Accuracy Lives in Consistency, Not Luck
A high average BC means nothing if the shot-to-shot spread is wide. What wins in the subsonic space is the ability to make the same projectile, to the same weight and the same profile, hundreds of times in a row. Swaging, cold-forming lead under hydraulic pressure, is inherently more consistent than casting or molding, and it is the reason a Corbin slug can deliver the low standard deviation that turns a good group into a great one. Pair that process with pure, certified lead alloy that obturates correctly at airgun pressures, and the variables that create fliers start disappearing before the projectile ever leaves the barrel.
Pushing the Whole Industry Forward
When we raise the bar on subsonic BC and accuracy, the whole airgun world benefits. Shooters recalibrate what they expect from a slug. Other makers are pushed to chase geometry and consistency they used to treat as optional. Ranges that were considered unrealistic for airgun hunting and competition become the new normal. That is what pushing the industry forward actually looks like: not a louder claim, but a higher standard that everyone eventually has to meet.

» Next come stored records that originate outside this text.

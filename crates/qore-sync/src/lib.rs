//! Primitive locks, per-thread context and process-wide deadlock detection
//! for the Qore runtime core.
//!
//! This crate is deliberately value-agnostic: it raises exceptions through
//! the generic [`qore_sink::RaiseSink`] trait rather than depending on the
//! runtime's value model, so that `qore-value` can depend on `qore-sync`
//! (and not the other way around).

mod condvar;
mod deadlock;
mod ids;
mod mutex;
mod rwlock;
mod thread_context;

pub use condvar::{QoreCondvar, WaitResult};
pub use deadlock::{DeadlockGraph, DeadlockInfo};
pub use ids::{LockId, LockKind, Tid};
pub use mutex::{AcquireResult, QoreMutex};
pub use rwlock::{RwLock, RwPolicy};
pub use thread_context::{ResourceHandle, ThreadContext};

pub use qore_sink::SourceLocation;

Corbin has been building the world's most precise swaging tooling for over five decades, and we are pointing every bit of that capability at the subsonic frontier.
Build Your Best Subsonic Ammunition
If you shoot subsonic and you are tired of accepting fliers as part of the deal, the answer is to control the projectile yourself. Corbin's S-Press platform and in-house PCP airgun slug dies put record-setting geometry and swaging consistency in your own hands, so you can tune the exact slug your rifle and your range demand. Visit the shop, start swaging, and find out what your setup can really do at distance.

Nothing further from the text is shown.